> _GIVEN RECORDS_
use std::mem;
use std::sync::{Arc, Weak};

use tracing::{debug, trace};

use crate::{
    ApplyMode, CompileTicket, Compiler, ProxyRecord, RuntimeObject, SelectableId, Shared, World,
    WorldGate,
};

/// One asynchronous compile attempt for one proxy.
///
/// The task holds no reference to the proxy itself, only the ticket identifying the proxy and
/// the compile attempt. The ticket is validated twice: before compiling, so that work which is
/// already known to be unwanted is skipped, and again before applying, because the proxy may
/// have been updated, removed or recycled while the compile was running. A stale ticket at
/// either point is the normal outcome of a race and the task simply ends.
pub(crate) struct CompileTask<W: World, C: Compiler> {
    pub(crate) engine: Weak<Shared<W>>,
    pub(crate) compiler: Arc<C>,
    pub(crate) snapshot: C::Snapshot,
    pub(crate) ticket: CompileTicket,
}

impl<W, C> CompileTask<W, C>
where
    W: World,
    C: Compiler<Object = W::Object>,
{
    pub(crate) fn run(self) {
        if !self.pre_check() {
            return;
        }

        let Self {
            engine,
            compiler,
            snapshot,
            ticket,
        } = self;

        // No engine lock is held here. This is the only step that may block.
        let result = compiler.compile(snapshot);

        let Some(shared) = engine.upgrade() else {
            trace!(
                index = ticket.handle.index(),
                "engine dropped during compile, discarding result"
            );
            return;
        };

        match result {
            Ok(object) => shared.apply(ticket, object),
            Err(error) => {
                debug!(
                    index = ticket.handle.index(),
                    generation = ticket.handle.generation(),
                    version = ticket.version,
                    %error,
                    "compile failed, proxy keeps its current representation"
                );
                shared.stats.failed();
            }
        }
    }

    fn pre_check(&self) -> bool {
        let Some(shared) = self.engine.upgrade() else {
            trace!(
                index = self.ticket.handle.index(),
                "engine dropped before compile, discarding task"
            );
            return false;
        };

        let current = shared.state.lock().table.is_current(&self.ticket);

        if !current {
            trace!(
                index = self.ticket.handle.index(),
                generation = self.ticket.handle.generation(),
                version = self.ticket.version,
                "ticket stale before compile, discarding task"
            );
            shared.stats.discarded_before_compile();
        }

        current
    }
}

impl<W: World> Shared<W> {
    /// Post-check and apply step of a compile task.
    fn apply(&self, ticket: CompileTicket, object: W::Object) {
        let retired = {
            let mut guard = self.state.lock();
            let state = &mut *guard;

            let Some(record) = state.table.current_mut(&ticket) else {
                trace!(
                    index = ticket.handle.index(),
                    generation = ticket.handle.generation(),
                    version = ticket.version,
                    "ticket stale after compile, discarding result"
                );
                self.stats.discarded_after_compile();
                return;
            };

            debug_assert!(
                record.visible,
                "hidden proxies never hold a current compile ticket"
            );

            if self.mode == ApplyMode::Deferred {
                state.reattach.push(PendingReattach { ticket, object });
                trace!(
                    index = ticket.handle.index(),
                    "compile result queued for reattach"
                );
                return;
            }

            let retired = install(&self.world, record, object);
            self.stats.applied();
            retired
        };

        // The replaced object is released after both locks have been let go.
        drop(retired);
    }

    /// Installs every queued compile result whose ticket is still current.
    pub(crate) fn reattach_pending(&self) {
        let retired = {
            let mut guard = self.state.lock();
            let state = &mut *guard;

            let pending = mem::take(&mut state.reattach);
            let mut retired = Vec::with_capacity(pending.len());

            for PendingReattach { ticket, object } in pending {
                let Some(record) = state.table.current_mut(&ticket) else {
                    trace!(
                        index = ticket.handle.index(),
                        generation = ticket.handle.generation(),
                        version = ticket.version,
                        "ticket stale at reattach, discarding result"
                    );
                    self.stats.discarded_after_compile();
                    retired.push(object);
                    continue;
                };

                retired.extend(install(&self.world, record, object));
                self.stats.applied();
            }

            retired
        };

        drop(retired);
    }
}

/// A compile result that passed the post-check and waits for the owner thread to install it.
#[derive(Debug)]
pub(crate) struct PendingReattach<O> {
    ticket: CompileTicket,
    object: O,
}

/// Makes `object` the runtime object of `record`, swapping it into the world in place of the
/// previous object (if any), which is returned to the caller for release.
///
/// Must be called with the proxy-table lock held. Takes the world-attach lock.
pub(crate) fn install<W: World>(
    world: &WorldGate<W>,
    record: &mut ProxyRecord<W::Object>,
    mut object: W::Object,
) -> Option<W::Object> {
    object.set_placement(&record.placement);

    for component in object.components() {
        object.bind_selectable(component, SelectableId::component(record.node, component));
    }

    object.apply_selection(record.selection.highlight_all, &record.selection.components);

    let session = world.enter();

    let previous = record.object.take();

    if let Some(previous) = &previous {
        session.detach(previous);
    }

    session.attach(record.object.insert(object));

    previous
}
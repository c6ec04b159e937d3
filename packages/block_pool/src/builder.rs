use std::alloc::Layout;
use std::cell::Cell;
use std::marker::PhantomData;
use std::num::NonZero;

use crate::{BlockPool, DropPolicy};

/// Configures and creates a [`BlockPool`].
///
/// Every element of a pool shares one layout, given either directly via `.layout()` or taken
/// from a type via `.layout_of::<T>()`. Setting a layout is required; the drop policy and the
/// capacity limit have defaults.
///
/// # Examples
///
/// ```
/// use std::alloc::Layout;
///
/// use block_pool::BlockPool;
///
/// let pool = BlockPool::builder()
///     .layout(Layout::from_size_align(32, 8).unwrap())
///     .build();
///
/// assert_eq!(pool.item_layout().size(), 32);
/// ```
///
/// # Thread safety
///
/// The builder is thread-mobile ([`Send`]) but not thread-safe ([`Sync`]).
#[derive(Debug)]
#[must_use]
pub struct BlockPoolBuilder {
    item_layout: Option<Layout>,
    drop_policy: DropPolicy,
    capacity_limit: Option<NonZero<usize>>,

    _not_sync: PhantomData<Cell<()>>,
}

impl BlockPoolBuilder {
    #[inline]
    pub(crate) fn new() -> Self {
        Self {
            item_layout: None,
            drop_policy: DropPolicy::default(),
            capacity_limit: None,
            _not_sync: PhantomData,
        }
    }

    /// Sets the memory layout of the elements handed out by the pool.
    ///
    /// # Panics
    ///
    /// Panics if the layout has zero size.
    #[inline]
    pub fn layout(mut self, layout: Layout) -> Self {
        assert!(layout.size() > 0, "BlockPool must have non-zero element size");
        self.item_layout = Some(layout);
        self
    }

    /// Sets the memory layout of the elements handed out by the pool to that of `T`.
    ///
    /// # Panics
    ///
    /// Panics if `T` is a zero-sized type.
    #[inline]
    pub fn layout_of<T>(self) -> Self {
        self.layout(Layout::new::<T>())
    }

    /// Sets the [drop policy][DropPolicy] for the pool.
    #[inline]
    pub fn drop_policy(mut self, policy: DropPolicy) -> Self {
        self.drop_policy = policy;
        self
    }

    /// Caps the total number of elements the pool may ever have room for.
    ///
    /// Once the cap is reached, [`BlockPool::alloc()`] returns `None` until an element is freed,
    /// exactly as if the system allocator had refused to provide another block.
    ///
    /// # Examples
    ///
    /// ```
    /// use std::num::NonZero;
    ///
    /// use block_pool::BlockPool;
    ///
    /// let mut pool = BlockPool::builder()
    ///     .layout_of::<u64>()
    ///     .capacity_limit(NonZero::new(1).unwrap())
    ///     .build();
    ///
    /// let first = pool.alloc().unwrap();
    /// assert!(pool.alloc().is_none());
    ///
    /// // SAFETY: The element came from this pool and is not used after this.
    /// unsafe { pool.free(first) };
    /// ```
    #[inline]
    pub fn capacity_limit(mut self, limit: NonZero<usize>) -> Self {
        self.capacity_limit = Some(limit);
        self
    }

    /// Creates the pool. No memory is allocated until the first element is requested.
    ///
    /// # Panics
    ///
    /// Panics if neither [`layout`](Self::layout) nor [`layout_of`](Self::layout_of) was called.
    #[must_use]
    #[inline]
    pub fn build(self) -> BlockPool {
        let layout = self
            .item_layout
            .expect("BlockPool needs an element layout: call .layout() or .layout_of::<T>() first");

        BlockPool::new_inner(layout, self.drop_policy, self.capacity_limit)
    }
}

#[cfg(test)]
#[cfg_attr(coverage_nightly, coverage(off))]
mod tests {
    use static_assertions::{assert_impl_all, assert_not_impl_any};

    use super::*;

    assert_impl_all!(BlockPoolBuilder: Send, std::fmt::Debug);
    assert_not_impl_any!(BlockPoolBuilder: Sync);

    #[test]
    fn fresh_builder_has_defaults() {
        let builder = BlockPoolBuilder::new();
        assert!(builder.item_layout.is_none());
        assert!(builder.capacity_limit.is_none());
        assert_eq!(builder.drop_policy, DropPolicy::MustBeEmpty);
    }

    #[test]
    fn layout_of_uses_type_layout() {
        let builder = BlockPoolBuilder::new().layout_of::<[u64; 4]>();
        assert_eq!(builder.item_layout, Some(Layout::new::<[u64; 4]>()));
    }

    #[test]
    #[should_panic]
    fn layout_of_zero_sized_type_panics() {
        let _builder = BlockPoolBuilder::new().layout_of::<()>();
    }

    #[test]
    #[should_panic]
    fn build_without_layout_panics() {
        let _pool = BlockPoolBuilder::new().build();
    }

    #[test]
    fn settings_reach_the_pool() {
        let pool = BlockPoolBuilder::new()
            .layout_of::<u32>()
            .drop_policy(DropPolicy::MayReleaseOccupied)
            .capacity_limit(NonZero::new(10).unwrap())
            .build();

        assert_eq!(pool.item_layout(), Layout::new::<u32>());
        assert_eq!(pool.capacity_limit(), NonZero::new(10));
    }
}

> _ACTION ITEM_
Copying word for word, give each line of the data above from the first one through the line containing "task simply ends.", and nothing else.

> _EXPECTED ANSWER_
use std::mem;
use std::sync::{Arc, Weak};

use tracing::{debug, trace};

use crate::{
    ApplyMode, CompileTicket, Compiler, ProxyRecord, RuntimeObject, SelectableId, Shared, World,
    WorldGate,
};

/// One asynchronous compile attempt for one proxy.
///
/// The task holds no reference to the proxy itself, only the ticket identifying the proxy and
/// the compile attempt. The ticket is validated twice: before compiling, so that work which is
/// already known to be unwanted is skipped, and again before applying, because the proxy may
/// have been updated, removed or recycled while the compile was running. A stale ticket at
/// either point is the normal outcome of a race and the task simply ends.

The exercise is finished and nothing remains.